6 May 2017

* Diplomacy in the 21st Century: Digitisation and Government Responsibility

By Volker Stanzel

As Volker Stanzel sees it, the digitization of contemporary life is both a bane and a benefit to diplomats. On the debit side, three problems standout – 1) the wealth of information that’s now available, which can complicate the ability of decision-makers to contextualize a given problem; 2) the sheer rapidity of modern communications, which can deprive diplomats of the time they need to formulate well-considered judgments; and 3) social media, which is proving itself to be no friend of ‘strategical needs’.

Summary

Digitisation affects humanity in many ways; including the functioning of government. A salient example is its impact upon modern diplomacy. Information wealth leads to the reduction of context and background to unmanageable amounts of facts when decisions need to be taken. The speed of communication results in time pressure on deciders undermining the objective of well-pondered judgements. The use of social media with their publicity tend to override strategical needs in devising policies. Thus, digitisation may empower diplomacy in previously unimaginable ways. But its risks need to be tamed by the awareness of its users that its effective­ness must not be allowed to compromise its legitimacy.

Analysis

Technologies today, as they shape globalisation, impact the human condition in ways that have few precedents in human history. Mainly, these are the technologies of weapons of mass destruction, information technology, communication, and biotechnology. In specific ways, they also impact diplomacy. One of the most important components of these technologies is digitisation generally (Hocking/Melissen ch. 2).

Digitisation invades more or less every area of life. By reducing every activity and every utterance to its binary code, digitisation subjugates physical life and reduces it inescapably to its arithmetic representation. This datafication grants those who perform administrative or managerial activities advantages over “analogue” activities in terms of the time consumed, amount of information processed, and number of interlocutors. This is true for various aspects of diplomacy as well, and has three major consequences: (1) The amount of information available at the diplomat’s fingertips is limitless. Only because diplomats and their superiors--politicians--are human is there an obstacle to taking into account all of the necessary data in all of their wealth for making a decision (Schmidt/Cohen); (2) the speed with which information or opinion is communicated is close to real-time. The diplomatic bureaucracy as well as government itself are therefore in a position to make a decision almost immediately after the need arises, and to communicate it to addressees as immediately; (3) the diplomat can have a conversation on various platforms with theoretically every other human being using the same platform. They are therefore able to gauge the opinion of various relevant publics constantly and to react to the publics’ needs, requests or opinions. This is the world of social media.

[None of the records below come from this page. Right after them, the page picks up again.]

impl EguiDriver {
    /// Creates a driver with a 1200x800 screen.
    #[must_use]
    pub fn new(keymap: Keymap) -> Self {
        Self {
            ctx: Context::default(),
            keymap,
            viewport: Bounds::sized(1200.0, 800.0),
            font_size: 14.0,
            pending: VecDeque::new(),
            carry: Vec::new(),
            suppress_text: false,
            time: 0.0,
            frames: 0,
            last_frame: Vec::new(),
            notifications: Vec::new(),
            questions: Vec::new(),
        }
    }

    /// Sets the screen size.
    #[must_use]
    pub fn with_viewport(mut self, width: f32, height: f32) -> Self {
        self.viewport = Bounds::sized(width, height);
        self
    }

    /// Sets the monospace font size in points.
    #[must_use]
    pub fn with_font_size(mut self, font_size: f32) -> Self {
        self.font_size = font_size;
        self
    }

    /// The egui context.
    #[must_use]
    pub fn context(&self) -> &Context {
        &self.ctx
    }

    /// The active keymap.
    #[must_use]
    pub fn keymap(&self) -> &Keymap {
        &self.keymap
    }

    /// Queues a raw egui event.
    pub fn push_event(&mut self, event: Event) {
        self.pending.push_back(event);
    }

    /// Queues a key press and release, plus the text it types.
    pub fn press(&mut self, chord: &str) -> KeymapResult<()> {
        let chord = KeyChord::parse(chord)?;
        let modifiers = Modifiers {
            alt: chord.alt,
            ctrl: chord.ctrl,
            shift: chord.shift,
            mac_cmd: false,
            command: chord.ctrl,
        };
        for pressed in [true, false] {
            self.push_event(Event::Key {
                key: chord.key,
                physical_key: None,
                pressed,
                repeat: false,
                modifiers,
            });
            if let Some(text) = chord.text().filter(|_| pressed) {
                self.push_event(Event::Text(text));
            }
        }
        Ok(())
    }

    /// Queues typed text.
    pub fn type_text(&mut self, text: &str) {
        self.push_event(Event::Text(text.to_string()));
    }

    /// Queues a pointer move.
    pub fn move_pointer(&mut self, pos: Pos2) {
        self.push_event(Event::PointerMoved(pos));
    }

    /// Queues a move followed by a primary click.
    pub fn click(&mut self, pos: Pos2) {
        self.move_pointer(pos);
        for pressed in [true, false] {
            self.push_event(Event::PointerButton {
                pos,
                button: PointerButton::Primary,
                pressed,
                modifiers: Modifiers::NONE,
            });
        }
    }

    /// Queues a click on the first line of the last frame containing `text`.
    /// Returns false when no such line was drawn.
    pub fn click_line(&mut self, text: &str) -> bool {
        let Some(center) = self
            .last_frame
            .iter()
            .find(|l| l.text.contains(text))
            .map(|l| l.rect.center())
        else {
            return false;
        };
        self.click(center);
        true
    }

    /// Lines drawn in the last selector frame.
    #[must_use]
    pub fn last_frame(&self) -> &[DrawnLine] {
        &self.last_frame
    }

    /// Frames run so far, dialogs included.
    #[must_use]
    pub const fn frames(&self) -> u64 {
        self.frames
    }

    /// Messages shown so far.
    #[must_use]
    pub fn notifications(&self) -> &[String] {
        &self.notifications
    }

    /// Questions asked so far.
    #[must_use]
    pub fn questions(&self) -> &[String] {
        &self.questions
    }

    /// Events not consumed yet.
    #[must_use]
    pub fn pending_events(&self) -> usize {
        self.pending.len()
    }

    fn run(&mut self, run_ui: impl FnMut(&Context)) {
        let input = RawInput {
            screen_rect: Some(Rect::from_min_size(
                pos2(self.viewport.x, self.viewport.y),
                vec2(self.viewport.width, self.viewport.height),
            )),
            time: Some(self.time),
            predicted_dt: FRAME_SECONDS as f32,
            events: std::mem::take(&mut self.carry),
            ..RawInput::default()
        };
        let _output = self.ctx.run(input, run_ui);
        self.time += FRAME_SECONDS;
        self.frames += 1;
    }

    fn show_dialog(&mut self, title: &str, body: &str) {
        self.run(|ctx| {
            Window::new(title)
                .id(egui::Id::new("satchel_dialog"))
                .collapsible(false)
                .resizable(false)
                .anchor(Align2::CENTER_CENTER, Vec2::ZERO)
                .show(ctx, |ui| {
                    ui.label(body);
                });
        });
    }

    fn pop_event(&mut self) -> Option<Event> {
        while let Some(event) = self.pending.pop_front() {
            if self.suppress_text {
                match event {
                    Event::Text(_) => {
                        self.suppress_text = false;
                        continue;
                    }
                    Event::Key { pressed: false, .. } => {}
                    _ => self.suppress_text = false,
                }
            }
            return Some(event);
        }
        None
    }

    fn next_dialog_key(&mut self) -> Option<DialogKey> {
        while let Some(event) = self.pop_event() {
            match event {
                Event::Key {
                    key, pressed: true, ..
                } => match key {
                    Key::Enter => return Some(DialogKey::Accept),
                    Key::Escape => return Some(DialogKey::Cancel),
                    Key::Backspace => return Some(DialogKey::Backspace),
                    _ => {}
                },
                Event::Text(text) => {
                    let mut chars = text.chars();
                    if let Some(ch) = chars.next() {
                        let rest: String = chars.collect();
                        if !rest.is_empty() {
                            self.pending.push_front(Event::Text(rest));
                        }
                        return Some(DialogKey::Char(ch));
                    }
                }
                _ => {}
            }
        }
        None
    }
}

impl UiDriver for EguiDriver {
    fn frame(&mut self, draw: &mut dyn FnMut(&mut dyn RenderSurface)) {
        let font_size = self.font_size;
        let mut lines = Vec::new();
        self.run(|ctx| {
            CentralPanel::default().show(ctx, |ui| {
                let mut surface = EguiSurface::new(ui, font_size);
                draw(&mut surface);
                lines = surface.into_lines();
            });
        });
        trace!("egui frame {} drew {} lines", self.frames, lines.len());
        self.last_frame = lines;
    }

    fn next_input(&mut self) -> InventoryInput {
        while let Some(event) = self.pop_event() {
            match event {
                Event::Key {
                    key,
                    pressed: true,
                    modifiers,
                    ..
                } => {
                    if let Some((chord, action)) = self.keymap.chord_for(key, modifiers) {
                        self.suppress_text = chord.produces_text();
                        return InventoryInput::action(action);
                    }
                    if NAVIGATION_KEYS.contains(&key) {
                        self.carry.push(Event::Key {
                            key,
                            physical_key: None,
                            pressed: true,
                            repeat: false,
                            modifiers,
                        });
                        return InventoryInput::action(Action::MouseMove);
                    }
                }
                Event::Text(text) => {
                    let mut chars = text.chars();
                    if let Some(ch) = chars.next() {
                        let rest: String = chars.collect();
                        if !rest.is_empty() {
                            self.pending.push_front(Event::Text(rest));
                        }
                        return InventoryInput::key(ch);
                    }
                }
                Event::PointerMoved(pos) => {
                    self.carry.push(Event::PointerMoved(pos));
                    return InventoryInput::action(Action::MouseMove);
                }
                Event::PointerButton {
                    pos,
                    button: PointerButton::Primary,
                    pressed: true,
                    modifiers,
                } => {
                    self.carry.push(Event::PointerButton {
                        pos,
                        button: PointerButton::Primary,
                        pressed: true,
                        modifiers,
                    });
                    return InventoryInput::action(Action::Select);
                }
                other => self.carry.push(other),
            }
        }
        debug!("Event queue exhausted after {} frames", self.frames);
        InventoryInput::action(Action::Quit)
    }

    fn notify(&mut self, message: &str) {
        info!("Notification: {message}");
        self.notifications.push(message.to_string());
        self.show_dialog("Notice", message);
        let _ack = self.next_dialog_key();
    }

    fn confirm(&mut self, question: &str) -> bool {
        self.questions.push(question.to_string());
        self.show_dialog("Confirm", &format!("{question}\n\n(Y)es / (N)o"));
        loop {
            match self.next_dialog_key() {
                Some(DialogKey::Accept | DialogKey::Char('y' | 'Y')) => return true,
                Some(DialogKey::Cancel | DialogKey::Char('n' | 'N')) | None => return false,
                Some(_) => {}
            }
        }
    }

    fn query_text(&mut self, prompt: &str, initial: &str) -> Option<String> {
        self.questions.push(prompt.to_string());
        let mut text = initial.to_string();
        loop {
            self.show_dialog("Input", &format!("{prompt}\n> {text}"));
            match self.next_dialog_key() {
                Some(DialogKey::Accept) => return Some(text),
                Some(DialogKey::Cancel) | None => return None,
                Some(DialogKey::Backspace) => {
                    text.pop();
                }
                Some(DialogKey::Char(ch)) => text.push(ch),
            }
        }
    }
}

These advantages are obvious and explain the urgent efforts of diplomatic institutions to make use of digitisation extensively, just as is happening in many other professions. There may be more advantages, less obvious ones, that still remain in the realm of research and speculation. For example, will digitisation lead to less cumbersome decision-making processes? Will misunderstandings between states and peoples be minimised, or completely vanish due to the possibility of examining notions about others? Will global networks enable governments to work more efficiently toward abolishing remaining development obstacles?

Foreign policy makes use of the tools and techniques provided by diplomacy. As over the millennia those tools have only rarely undergone significant changes, they seem to have proven their effectiveness and efficiency. Reading Thucydides, Sunzi, Kautilya or Machiavelli, principles of diplomacy valid today are easily recognisable. But referring to Thucydides, Sunzi, Kautilya or Machiavelli, the assumption is that humans’ perception of their environment and their ways of reacting to it are in principle timeless. Digitisation may prove that assumption wrong. The three aspects of the digitisation of diplomacy illustrate this.

Information Wealth

Facts are never self-explanatory. They need to be understood, which is possible only through context, background, and judgment of their relevance. The judgement of their relevance again depends on a comparison with other facts deemed relevant. The prism through which such a comparison is made consists of the knowledge of one’s own (and in the case of diplomacy of one’s own country’s) political and strategic concepts and values, of concepts of partners, resp. other countries. Prioritisation of such relevant facts in their contexts will enable decision-makers to base their choices sufficiently on knowledge and understanding. Confronted with a limitless supply of facts, which are updated incessantly, the impulse both of diplomats in charge of digesting and processing information for decision-makers, and for those decision-makers themselves, is to replace context with more facts and to prioritise according to the previously proven reliability of sources, or according to the relevance of sources. This makes sense as more facts provide at least a semblance of context, previous reliability allows the assumption of present reliability, and relevance of sources corresponds to a decision-maker‘s responsibility to answer to public attention even when dealing with the need to make decisions on matters outside of the public eye. Also, there is experience both in fact-evaluation and decision-making; such experience expresses itself through the “gut-feeling” of analysts as well as politicians when preparing decisions and when making them.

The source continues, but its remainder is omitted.